FDA, US Food and Drug Administration; ITT, intention to treat; NDA, new drug application; PP, per protocol.
Composite Outcomes
One study (Table 6) investigated discrepancies in composite outcomes [16] and found changes in the specification of the composite outcome between abstracts, methods, and results sections in 33% (13/40) of RCTs. In 69% (11/16) of RCTs with a statistically significant composite outcome, the abstract's conclusion falsely implied that the effect was also seen for the most important component. This reporting strategy of highlighting that the experimental treatment is beneficial despite a statistically non-significant difference for the primary outcome is one form of “spin” [32].
Table 6. Composite outcomes.
Study (Maximum Number of RCTs) | Qualitya | Results | Percent of RCTs (Number) |
Cordoba, 2010 [16] ( n = 40) | H–H | Composite outcomes: estimates for both the composite and its components reported in the publication | 60% (24/40) |
Composite outcomes: discrepancy (contradiction) in specification between the abstract/methods and results sections of the publication | 33% (13/40) | ||
Composite outcomes: pre-specified composite was not statistically significant, but the new, post hoc composite was statistically significant (contradiction) (four studies constructed a post hoc composite outcome) | 75% (3/4) | ||
Composite outcomes: in trials with a statistically significant composite, the abstract conclusion falsely implied that the effect applied also to the most important component (16 trials had a statistically significant composite outcome) | 69% (11/16) |
Based on summary assessments for three domains from Table 4: H = high quality; – = not applicable.
Handling Missing Data
Three studies investigated discrepancies in the handling of missing data [15],[23],[27] (Table 7).

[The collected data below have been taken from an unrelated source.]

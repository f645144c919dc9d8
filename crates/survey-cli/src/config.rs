//! Planner defaults from environment.

use std::env;

use survey_core::{Orientation, PlannerConfig};

#[derive(Debug, Clone)]
pub struct Config {
    pub spacing_m: f64,
    pub max_waypoints: usize,
    pub orientation: Orientation,
    pub max_grid_cells: usize,
}

impl Config {
    pub fn from_env() -> Self {
        Self::from_lookup(|key| env::var(key).ok())
    }

    fn from_lookup(lookup: impl Fn(&str) -> Option<String>) -> Self {
        let defaults = PlannerConfig::default();
        Self {
            spacing_m: lookup("SURVEY_SPACING_M")
                .and_then(|s| s.parse().ok())
                .unwrap_or(defaults.spacing_m),
            max_waypoints: lookup("SURVEY_MAX_WAYPOINTS")
                .and_then(|s| s.parse().ok())
                .unwrap_or(defaults.max_waypoints),
            orientation: lookup("SURVEY_ORIENTATION")
                .and_then(|s| s.parse().ok())
                .unwrap_or(defaults.orientation),
            max_grid_cells: lookup("SURVEY_MAX_GRID_CELLS")
                .and_then(|s| s.parse().ok())
                .unwrap_or(defaults.max_grid_cells),
        }
    }

    pub fn planner_config(&self) -> PlannerConfig {
        PlannerConfig {
            spacing_m: self.spacing_m,
            max_waypoints: self.max_waypoints,
            orientation: self.orientation,
            max_grid_cells: self.max_grid_cells,
            ..PlannerConfig::default()
        }
    }
}
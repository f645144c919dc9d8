//! Occupancy grid over the sweep-frame boundary.
//!
//! Cells hold `0.0` (free, inside the boundary), `0.5` (visited by a sweep) or
//! `1.0` (blocked, outside). Storage is one contiguous row-major buffer, so the
//! cell budget is a plain length check.

use crate::error::{PlanningError, Result};
use crate::models::PlanarPoint;
use crate::spatial::{bounds, to_geo_polygon};
use geo::{Coord, Intersects};

pub const FREE: f32 = 0.0;
pub const VISITED: f32 = 0.5;
pub const BLOCKED: f32 = 1.0;

/// Hard ceiling on `width * height`.
pub const MAX_GRID_CELLS: usize = 3_000_000;

/// Empty cells added around the boundary extent on each axis.
pub const DEFAULT_MARGIN_CELLS: usize = 10;

const MIN_GRID_DIM: usize = 3;

/// Signed cell coordinates; may point outside the grid.
#[derive(Debug, Clone, Copy, PartialEq, Eq, Hash)]
pub struct GridIndex {
    pub x: i64,
    pub y: i64,
}

impl GridIndex {
    pub const fn new(x: i64, y: i64) -> Self {
        Self { x, y }
    }

    pub fn offset(self, dx: i64, dy: i64) -> Self {
        Self::new(self.x + dx, self.y + dy)
    }
}

/// Free cells of the first non-empty row scanned from one edge of the grid.
#[derive(Debug, Clone, PartialEq, Eq)]
pub struct EdgeRow {
    pub y: i64,
    /// In scan order: descending when scanned from the upper edge
    pub xs: Vec<i64>,
}

#[derive(Debug, Clone)]
pub struct GridMap {
    width: usize,
    height: usize,
    resolution: f64,
    center: PlanarPoint,
    cells: Vec<f32>,
    free_count: usize,
}

impl GridMap {
    /// Create a fully blocked grid.
    pub fn new(width: usize, height: usize, resolution: f64, center: PlanarPoint) -> Self {
        Self {
            width,
            height,
            resolution,
            center,
            cells: vec![BLOCKED; width * height],
            free_count: 0,
        }
    }

    /// Rasterize a sweep-frame ring at `resolution` meters per cell.
    ///
    /// `resolution` must be positive and finite.
    pub fn rasterize(ring: &[PlanarPoint], resolution: f64) -> Result<Self> {
        Self::rasterize_with(ring, resolution, DEFAULT_MARGIN_CELLS, MAX_GRID_CELLS)
    }

    /// Like [`GridMap::rasterize`] with an explicit margin and cell budget.
    ///
    /// The budget can only lower [`MAX_GRID_CELLS`], never raise it.
    pub fn rasterize_with(
        ring: &[PlanarPoint],
        resolution: f64,
        margin_cells: usize,
        max_cells: usize,
    ) -> Result<Self> {
        let Some((min, max)) = bounds(ring) else {
            let origin = PlanarPoint::default();
            return Ok(Self::new(MIN_GRID_DIM, MIN_GRID_DIM, resolution, origin));
        };
        let max_cells = max_cells.min(MAX_GRID_CELLS);

        let width = (((max.x - min.x) / resolution).ceil() + margin_cells as f64)
            .max(MIN_GRID_DIM as f64);
        let height = (((max.y - min.y) / resolution).ceil() + margin_cells as f64)
            .max(MIN_GRID_DIM as f64);
        if width * height > max_cells as f64 {
            return Err(PlanningError::GridTooLarge {
                width: width as usize,
                height: height as usize,
            });
        }

        let center = PlanarPoint::new((max.x + min.x) / 2.0, (max.y + min.y) / 2.0);
        let mut grid = Self::new(width as usize, height as usize, resolution, center);
        grid.set_polygon_free_area(ring);
        tracing::debug!(
            width = grid.width,
            height = grid.height,
            free = grid.free_count,
            "rasterized boundary"
        );
        Ok(grid)
    }

    /// Mark every cell whose center lies inside (or on) the ring as free.
    fn set_polygon_free_area(&mut self, ring: &[PlanarPoint]) {
        let polygon = to_geo_polygon(ring);
        self.free_count = 0;
        for iy in 0..self.height {
            for ix in 0..self.width {
                let p = self.index_to_world(GridIndex::new(ix as i64, iy as i64));
                let inside = polygon.intersects(&Coord { x: p.x, y: p.y });
                let idx = iy * self.width + ix;
                if inside {
                    self.cells[idx] = FREE;
                    self.free_count += 1;
                } else {
                    self.cells[idx] = BLOCKED;
                }
            }
        }
    }

    pub fn width(&self) -> usize {
        self.width
    }

    pub fn height(&self) -> usize {
        self.height
    }

    pub fn resolution(&self) -> f64 {
        self.resolution
    }

    pub fn center(&self) -> PlanarPoint {
        self.center
    }

    /// Cells inside the boundary at rasterization time.
    pub fn free_count(&self) -> usize {
        self.free_count
    }

    pub fn len(&self) -> usize {
        self.cells.len()
    }

    pub fn is_empty(&self) -> bool {
        self.cells.is_empty()
    }

    pub fn cells(&self) -> &[f32] {
        &self.cells
    }

    pub fn visited_count(&self) -> usize {
        self.cells.iter().filter(|v| **v == VISITED).count()
    }

    pub fn world_to_index(&self, p: PlanarPoint) -> GridIndex {
        let ix = ((p.x - self.center.x) / self.resolution + self.width as f64 / 2.0).round();
        let iy = ((p.y - self.center.y) / self.resolution + self.height as f64 / 2.0).round();
        GridIndex::new(ix as i64, iy as i64)
    }

    pub fn index_to_world(&self, idx: GridIndex) -> PlanarPoint {
        let x = (idx.x as f64 - self.width as f64 / 2.0) * self.resolution + self.center.x;
        let y = (idx.y as f64 - self.height as f64 / 2.0) * self.resolution + self.center.y;
        PlanarPoint::new(x, y)
    }

    /// Linear buffer offset, or `None` when out of bounds.
    pub fn linear_index(&self, idx: GridIndex) -> Option<usize> {
        if idx.x < 0 || idx.y < 0 {
            return None;
        }
        let (x, y) = (idx.x as usize, idx.y as usize);
        if x >= self.width || y >= self.height {
            return None;
        }
        Some(y * self.width + x)
    }

    pub fn grid_index(&self, linear: usize) -> GridIndex {
        GridIndex::new((linear % self.width) as i64, (linear / self.width) as i64)
    }

    pub fn value(&self, idx: GridIndex) -> Option<f32> {
        self.linear_index(idx).map(|i| self.cells[i])
    }

    /// Out-of-bounds cells count as occupied.
    pub fn is_occupied(&self, idx: GridIndex, occupied_val: f32) -> bool {
        match self.value(idx) {
            Some(v) => v >= occupied_val,
            None => true,
        }
    }

    /// Traversable for connectors: inside the grid and not blocked.
    pub fn is_passable(&self, idx: GridIndex) -> bool {
        !self.is_occupied(idx, BLOCKED)
    }

    /// Transition a free cell to visited. Returns true only on that transition.
    pub fn mark_visited(&mut self, idx: GridIndex) -> bool {
        match self.linear_index(idx) {
            Some(i) if self.cells[i] < VISITED => {
                self.cells[i] = VISITED;
                true
            }
            _ => false,
        }
    }

    /// First row (from the bottom, or from the top when `from_upper`) holding free cells.
    pub fn edge_row(&self, from_upper: bool) -> Option<EdgeRow> {
        let rows: Vec<usize> = if from_upper {
            (0..self.height).rev().collect()
        } else {
            (0..self.height).collect()
        };
        for iy in rows {
            let mut xs: Vec<i64> = (0..self.width)
                .filter(|ix| self.cells[iy * self.width + ix] < VISITED)
                .map(|ix| ix as i64)
                .collect();
            if !xs.is_empty() {
                if from_upper {
                    xs.reverse();
                }
                return Some(EdgeRow { y: iy as i64, xs });
            }
        }
        None
    }

    /// Build a grid from text rows, bottom row last: `.` free, anything else blocked.
    #[cfg(test)]
    pub(crate) fn from_rows(rows: &[&str], resolution: f64) -> Self {
        let height = rows.len();
        let width = rows.first().map(|r| r.len()).unwrap_or(0);
        let mut grid = Self::new(width, height, resolution, PlanarPoint::default());
        for (row_idx, row) in rows.iter().enumerate() {
            let iy = height - 1 - row_idx;
            for (ix, ch) in row.chars().enumerate() {
                if ch == '.' {
                    grid.cells[iy * width + ix] = FREE;
                    grid.free_count += 1;
                }
            }
        }
        grid
    }
}

#[cfg(test)]
mod tests {
    use super::*;

    fn square(size: f64) -> Vec<PlanarPoint> {
        vec![
            PlanarPoint::new(0.0, 0.0),
            PlanarPoint::new(size, 0.0),
            PlanarPoint::new(size, size),
            PlanarPoint::new(0.0, size),
            PlanarPoint::new(0.0, 0.0),
        ]
    }

    #[test]
    fn test_rasterize_square_dimensions_and_free_cells() {
        let grid = GridMap::rasterize(&square(10.0), 2.0).unwrap();
        assert_eq!(grid.width(), 15);
        assert_eq!(grid.height(), 15);
        assert_eq!(grid.center(), PlanarPoint::new(5.0, 5.0));
        // cell centers at x = 0, 2, ..., 10 lie on or inside the square
        assert_eq!(grid.free_count(), 36);
        assert_eq!(grid.len(), 225);
    }

    #[test]
    fn test_tiny_boundary_gets_minimum_dimensions() {
        let grid = GridMap::rasterize_with(&square(0.1), 10.0, 0, MAX_GRID_CELLS).unwrap();
        assert_eq!(grid.width(), 3);
        assert_eq!(grid.height(), 3);
    }

    #[test]
    fn test_oversized_grid_is_rejected() {
        let err = GridMap::rasterize(&square(10_000.0), 1.0).unwrap_err();
        assert_eq!(
            err,
            PlanningError::GridTooLarge {
                width: 10_010,
                height: 10_010
            }
        );
        assert!(err.to_string().contains("increase spacing"));
    }

    #[test]
    fn test_cell_budget_cannot_be_raised() {
        let result = GridMap::rasterize_with(&square(2_000.0), 0.5, 10, 20_000_000);
        assert_eq!(
            result.unwrap_err(),
            PlanningError::GridTooLarge {
                width: 4_010,
                height: 4_010
            }
        );

        // a lower budget still applies
        let small = GridMap::rasterize_with(&square(10.0), 2.0, 10, 100);
        assert!(matches!(small, Err(PlanningError::GridTooLarge { .. })));
    }

    #[test]
    fn test_index_world_round_trip() {
        let grid = GridMap::rasterize(&square(10.0), 2.0).unwrap();
        for iy in 0..grid.height() as i64 {
            for ix in 0..grid.width() as i64 {
                let idx = GridIndex::new(ix, iy);
                assert_eq!(grid.world_to_index(grid.index_to_world(idx)), idx);
            }
        }
    }

    #[test]
    fn test_out_of_bounds_is_occupied() {
        let grid = GridMap::from_rows(&["..", ".."], 1.0);
        assert!(!grid.is_occupied(GridIndex::new(0, 0), VISITED));
        assert!(grid.is_occupied(GridIndex::new(-1, 0), VISITED));
        assert!(grid.is_occupied(GridIndex::new(0, 2), BLOCKED));
    }

    #[test]
    fn test_occupancy_only_rises() {
        let mut grid = GridMap::from_rows(&["..#"], 1.0);
        let cell = GridIndex::new(0, 0);
        assert!(grid.mark_visited(cell));
        assert!(!grid.mark_visited(cell));
        assert_eq!(grid.value(cell), Some(VISITED));
        assert!(!grid.mark_visited(GridIndex::new(2, 0)));
        assert_eq!(grid.visited_count(), 1);
    }

    #[test]
    fn test_edge_rows_scan_from_either_side() {
        let grid = GridMap::from_rows(&["#..#", "....", "##.."], 1.0);
        let bottom = grid.edge_row(false).unwrap();
        assert_eq!(bottom, EdgeRow { y: 0, xs: vec![2, 3] });
        let top = grid.edge_row(true).unwrap();
        assert_eq!(top, EdgeRow { y: 2, xs: vec![2, 1] });
    }
}
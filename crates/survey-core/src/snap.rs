//! Pull sweep-row endpoints from cell centers onto the true boundary.

use crate::models::PlanarPoint;
use crate::spatial::close_ring;

/// Sorted x coordinates where the horizontal line at `y` meets the ring.
///
/// Edges are half-open in y so a shared vertex is counted once. Horizontal
/// edges lying on the line contribute both endpoints.
pub fn horizontal_intersections_x(ring: &[PlanarPoint], y: f64, eps: f64) -> Vec<f64> {
    let mut xs = Vec::new();
    for edge in ring.windows(2) {
        let (a, b) = (edge[0], edge[1]);
        let dy = b.y - a.y;
        if dy.abs() < eps {
            if (y - a.y).abs() < eps {
                xs.push(a.x);
                xs.push(b.x);
            }
            continue;
        }
        if (a.y <= y && y < b.y) || (b.y <= y && y < a.y) {
            let t = (y - a.y) / dy;
            xs.push(a.x + t * (b.x - a.x));
        }
    }
    xs.sort_by(f64::total_cmp);
    xs
}

/// Nearest intersection on the outward side of `x_ref`.
///
/// Positive `direction` looks towards +x, otherwise towards -x.
fn pick_boundary_x(xs: &[f64], x_ref: f64, direction: f64, tol: f64) -> Option<f64> {
    if direction > 0.0 {
        xs.iter().copied().find(|x| *x >= x_ref - tol)
    } else {
        xs.iter().rev().copied().find(|x| *x <= x_ref + tol)
    }
}

fn snap_run(
    points: &mut [PlanarPoint],
    start: usize,
    end: usize,
    ring: &[PlanarPoint],
    resolution: f64,
) {
    if end <= start {
        return;
    }
    let dx = points[end].x - points[start].x;
    if dx.abs() < resolution * 1e-6 {
        return;
    }
    let dir_sign = if dx > 0.0 { 1.0 } else { -1.0 };
    let xs = horizontal_intersections_x(ring, points[start].y, resolution * 1e-9);
    if xs.len() < 2 {
        return;
    }
    let tol = resolution * 1e-6;
    if let Some(x) = pick_boundary_x(&xs, points[start].x, -dir_sign, tol) {
        points[start].x = x;
    }
    if let Some(x) = pick_boundary_x(&xs, points[end].x, dir_sign, tol) {
        points[end].x = x;
    }
}

/// Snap the ends of every horizontal run of `path` onto the sweep-frame ring.
///
/// Runs are maximal stretches of consecutive points sharing a y value. Only
/// x coordinates move.
pub fn snap_turning_points_to_border(
    path: &[PlanarPoint],
    ring: &[PlanarPoint],
    resolution: f64,
) -> Vec<PlanarPoint> {
    let mut points = path.to_vec();
    if points.is_empty() {
        return points;
    }
    let ring = close_ring(ring);
    let y_tol = resolution * 1e-6;

    let mut start = 0;
    for i in 1..points.len() {
        if (points[i].y - points[i - 1].y).abs() > y_tol {
            snap_run(&mut points, start, i - 1, &ring, resolution);
            start = i;
        }
    }
    let last = points.len() - 1;
    snap_run(&mut points, start, last, &ring, resolution);
    points
}
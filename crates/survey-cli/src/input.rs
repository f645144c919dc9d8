//! GeoJSON input: bare geometries, Features and FeatureCollections.

use anyhow::{anyhow, Context, Result};
use serde::Deserialize;
use survey_core::BoundaryShape;

#[derive(Debug, Deserialize)]
struct FeatureInput {
    geometry: BoundaryShape,
}

#[derive(Debug, Deserialize)]
#[serde(untagged)]
enum GeoJsonInput {
    Collection { features: Vec<FeatureInput> },
    Feature { geometry: BoundaryShape },
    Geometry(BoundaryShape),
}

/// Boundary geometry from GeoJSON text. Collections use their first feature.
pub fn parse_boundary(text: &str) -> Result<BoundaryShape> {
    let input: GeoJsonInput =
        serde_json::from_str(text).context("input is not a supported GeoJSON geometry")?;
    match input {
        GeoJsonInput::Geometry(shape) | GeoJsonInput::Feature { geometry: shape } => Ok(shape),
        GeoJsonInput::Collection { features } => features
            .into_iter()
            .next()
            .map(|f| f.geometry)
            .ok_or_else(|| anyhow!("feature collection is empty")),
    }
}

#[cfg(test)]
mod tests {
    use super::*;

    #[test]
    fn test_reads_bare_geometry() {
        let shape = parse_boundary(r#"{"type":"LineString","coordinates":[[0,0],[1,1]]}"#).unwrap();
        assert_eq!(shape, BoundaryShape::LineString(vec![[0.0, 0.0], [1.0, 1.0]]));
    }

    #[test]
    fn test_reads_feature_with_properties() {
        let text = r#"{
            "type": "Feature",
            "properties": {"name": "field"},
            "geometry": {"type": "Polygon", "coordinates": [[[0,0],[1,0],[1,1],[0,0]]]}
        }"#;
        assert!(matches!(parse_boundary(text).unwrap(), BoundaryShape::Polygon(_)));
    }

    #[test]
    fn test_reads_first_feature_of_collection() {
        let text = r#"{
            "type": "FeatureCollection",
            "features": [
                {"type": "Feature", "geometry": {"type": "Point", "coordinates": [2, 3]}},
                {"type": "Feature", "geometry": {"type": "Point", "coordinates": [4, 5]}}
            ]
        }"#;
        assert_eq!(parse_boundary(text).unwrap(), BoundaryShape::Point([2.0, 3.0]));
    }

    #[test]
    fn test_rejects_empty_collection_and_garbage() {
        assert!(parse_boundary(r#"{"type":"FeatureCollection","features":[]}"#).is_err());
        assert!(parse_boundary("not json").is_err());
        assert!(parse_boundary(r#"{"type":"Circle","coordinates":[0,0]}"#).is_err());
    }
}
//! Spatial math shared by the planning stages.
//!
//! Holds the geographic projection used to move boundaries into planar meters,
//! ring/polyline housekeeping, and the line buffer that turns an open line into
//! a survey boundary.

use crate::models::PlanarPoint;
use geo::{Area, Coord, LineString, Polygon};
use std::f64::consts::{FRAC_PI_2, FRAC_PI_4, PI};

/// Mean Earth radius used for great-circle distances.
pub const EARTH_RADIUS_M: f64 = 6_371_000.0;

/// Sphere radius of the Web Mercator projection (EPSG:3857).
pub const WEB_MERCATOR_RADIUS_M: f64 = 6_378_137.0;

/// Latitude limit of Web Mercator; poles project to infinity.
pub const MAX_MERCATOR_LAT_DEG: f64 = 85.051_128_779_806_59;

/// Arc points per quarter turn when rounding buffer caps.
const ARC_STEPS_PER_QUADRANT: usize = 8;

/// Mitre length beyond which a join is bevelled, as a multiple of the buffer distance.
const MITER_LIMIT: f64 = 4.0;

/// Calculate distance between two points in meters using Haversine formula.
///
/// # Arguments
/// * `lat1`, `lon1` - First point coordinates in decimal degrees
/// * `lat2`, `lon2` - Second point coordinates in decimal degrees
pub fn haversine_distance(lat1: f64, lon1: f64, lat2: f64, lon2: f64) -> f64 {
    let phi1 = lat1.to_radians();
    let phi2 = lat2.to_radians();
    let dphi = (lat2 - lat1).to_radians();
    let dlambda = (lon2 - lon1).to_radians();
    let a = (dphi / 2.0).sin().powi(2) + phi1.cos() * phi2.cos() * (dlambda / 2.0).sin().powi(2);
    2.0 * EARTH_RADIUS_M * a.sqrt().atan2((1.0 - a).sqrt())
}

/// Geographic <-> planar conversion used at the edges of the pipeline.
pub trait Projection {
    /// Project a geographic position (degrees) into planar meters.
    fn project(&self, lat: f64, lon: f64) -> PlanarPoint;

    /// Inverse of [`Projection::project`]; returns `(lat, lon)` in degrees.
    fn unproject(&self, point: PlanarPoint) -> (f64, f64);

    /// Planar meters per ground meter at the given latitude.
    fn scale_factor(&self, lat: f64) -> f64;
}

/// Spherical Web Mercator.
#[derive(Debug, Clone, Copy, Default, PartialEq, Eq)]
pub struct WebMercator;

impl Projection for WebMercator {
    fn project(&self, lat: f64, lon: f64) -> PlanarPoint {
        let lat = lat.clamp(-MAX_MERCATOR_LAT_DEG, MAX_MERCATOR_LAT_DEG);
        let x = WEB_MERCATOR_RADIUS_M * lon.to_radians();
        let y = WEB_MERCATOR_RADIUS_M * (FRAC_PI_4 + lat.to_radians() / 2.0).tan().ln();
        PlanarPoint::new(x, y)
    }

    fn unproject(&self, point: PlanarPoint) -> (f64, f64) {
        let lon = (point.x / WEB_MERCATOR_RADIUS_M).to_degrees();
        let lat = (2.0 * (point.y / WEB_MERCATOR_RADIUS_M).exp().atan() - FRAC_PI_2).to_degrees();
        (lat, lon)
    }

    fn scale_factor(&self, lat: f64) -> f64 {
        let lat = lat.clamp(-MAX_MERCATOR_LAT_DEG, MAX_MERCATOR_LAT_DEG);
        1.0 / lat.to_radians().cos()
    }
}

/// Close a ring by repeating its first vertex when needed.
///
/// Already-closed rings are returned unchanged.
pub fn close_ring(points: &[PlanarPoint]) -> Vec<PlanarPoint> {
    let mut ring = points.to_vec();
    if let (Some(first), Some(last)) = (points.first(), points.last()) {
        if first != last {
            ring.push(*first);
        }
    }
    ring
}

/// Drop non-finite points and points within `tol` of their predecessor.
pub fn sanitize_polyline(points: &[PlanarPoint], tol: f64) -> Vec<PlanarPoint> {
    let mut out: Vec<PlanarPoint> = Vec::with_capacity(points.len());
    for point in points {
        if !point.is_finite() {
            continue;
        }
        if let Some(last) = out.last() {
            if last.distance_to(point) <= tol {
                continue;
            }
        }
        out.push(*point);
    }
    out
}

/// Cumulative arc length at every vertex; the first entry is 0.
pub fn cumulative_lengths(points: &[PlanarPoint]) -> Vec<f64> {
    let mut cum = Vec::with_capacity(points.len().max(1));
    cum.push(0.0);
    for pair in points.windows(2) {
        let last = cum.last().copied().unwrap_or(0.0);
        cum.push(last + pair[0].distance_to(&pair[1]));
    }
    cum
}

/// Axis-aligned bounds as `(min, max)` corners.
pub fn bounds(points: &[PlanarPoint]) -> Option<(PlanarPoint, PlanarPoint)> {
    let first = points.first()?;
    let mut min = *first;
    let mut max = *first;
    for p in &points[1..] {
        min.x = min.x.min(p.x);
        min.y = min.y.min(p.y);
        max.x = max.x.max(p.x);
        max.y = max.y.max(p.y);
    }
    Some((min, max))
}

/// Center of the bounding box, or the origin for an empty input.
pub fn bounds_center(points: &[PlanarPoint]) -> PlanarPoint {
    match bounds(points) {
        Some((min, max)) => PlanarPoint::new((min.x + max.x) / 2.0, (min.y + max.y) / 2.0),
        None => PlanarPoint::default(),
    }
}

/// Build a `geo` polygon (no holes) from a planar ring.
pub fn to_geo_polygon(ring: &[PlanarPoint]) -> Polygon<f64> {
    let coords: Vec<Coord<f64>> = ring.iter().map(|p| Coord { x: p.x, y: p.y }).collect();
    Polygon::new(LineString::new(coords), Vec::new())
}

/// True when a ring cannot enclose any area.
///
/// Fewer than three distinct vertices, or zero area, is degenerate.
pub fn is_degenerate_ring(ring: &[PlanarPoint]) -> bool {
    let mut distinct: Vec<PlanarPoint> = Vec::new();
    for p in ring {
        if !p.is_finite() {
            return true;
        }
        if !distinct.iter().any(|q| q == p) {
            distinct.push(*p);
            if distinct.len() >= 3 {
                break;
            }
        }
    }
    if distinct.len() < 3 {
        return true;
    }
    let area = to_geo_polygon(&close_ring(ring)).unsigned_area();
    !(area.is_finite() && area > 0.0)
}

/// Outline of an open polyline stroked `distance` to either side.
///
/// Joins are mitred (bevelled past [`MITER_LIMIT`]) and both ends get round
/// caps. A single point becomes a circle. The result is a closed ring.
pub fn buffer_polyline(points: &[PlanarPoint], distance: f64) -> Vec<PlanarPoint> {
    let radius = distance.abs();
    let pts = sanitize_polyline(points, 1e-9);
    if pts.is_empty() || radius <= 0.0 || !radius.is_finite() {
        return Vec::new();
    }
    if pts.len() == 1 {
        let steps = ARC_STEPS_PER_QUADRANT * 4;
        let ring: Vec<PlanarPoint> = (0..steps)
            .map(|i| {
                let a = 2.0 * PI * i as f64 / steps as f64;
                PlanarPoint::new(pts[0].x + radius * a.cos(), pts[0].y + radius * a.sin())
            })
            .collect();
        return close_ring(&ring);
    }

    let normals: Vec<(f64, f64)> = pts
        .windows(2)
        .map(|pair| {
            let dx = pair[1].x - pair[0].x;
            let dy = pair[1].y - pair[0].y;
            let len = dx.hypot(dy);
            (-dy / len, dx / len)
        })
        .collect();

    let left = offset_side(&pts, &normals, radius, 1.0);
    let mut right = offset_side(&pts, &normals, radius, -1.0);
    right.reverse();

    let n_last = normals[normals.len() - 1];
    let n_first = normals[0];
    let last = pts[pts.len() - 1];
    let first = pts[0];

    let mut ring = left;
    ring.extend(round_cap(last, n_last, radius));
    ring.extend(right);
    ring.extend(round_cap(first, (-n_first.0, -n_first.1), radius));
    close_ring(&ring)
}

fn offset_side(
    pts: &[PlanarPoint],
    normals: &[(f64, f64)],
    radius: f64,
    side: f64,
) -> Vec<PlanarPoint> {
    let offset = |p: PlanarPoint, n: (f64, f64)| {
        PlanarPoint::new(p.x + side * n.0 * radius, p.y + side * n.1 * radius)
    };

    let mut out = Vec::with_capacity(pts.len() + 2);
    out.push(offset(pts[0], normals[0]));
    for k in 1..pts.len() - 1 {
        let n1 = normals[k - 1];
        let n2 = normals[k];
        let sx = n1.0 + n2.0;
        let sy = n1.1 + n2.1;
        let s_len = sx.hypot(sy);
        if s_len < 1e-9 {
            out.push(offset(pts[k], n1));
            out.push(offset(pts[k], n2));
            continue;
        }
        let (mx, my) = (sx / s_len, sy / s_len);
        let cos_half = mx * n1.0 + my * n1.1;
        if cos_half <= 1.0 / MITER_LIMIT {
            out.push(offset(pts[k], n1));
            out.push(offset(pts[k], n2));
        } else {
            let miter = radius / cos_half;
            out.push(PlanarPoint::new(
                pts[k].x + side * mx * miter,
                pts[k].y + side * my * miter,
            ));
        }
    }
    out.push(offset(pts[pts.len() - 1], normals[normals.len() - 1]));
    out
}

/// Half circle around `center` from `+normal` clockwise to `-normal`, both excluded.
fn round_cap(center: PlanarPoint, normal: (f64, f64), radius: f64) -> Vec<PlanarPoint> {
    let start = normal.1.atan2(normal.0);
    let steps = ARC_STEPS_PER_QUADRANT * 2;
    (1..steps)
        .map(|i| {
            let a = start - PI * i as f64 / steps as f64;
            PlanarPoint::new(center.x + radius * a.cos(), center.y + radius * a.sin())
        })
        .collect()
}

One study found that methods of handling missing data differed between documents in 12% (6/51) of RCTs [27]. Chan et al. found discrepancies in methods between protocols and publications in 80% (39/49) of RCTs, and also that in 78% (38/49) of RCTs that reported methods in the publication, these methods were not pre-specified [15]. Rising et al. [23] found that some studies reported the method in the new drug application but not in the trial publication and vice versa.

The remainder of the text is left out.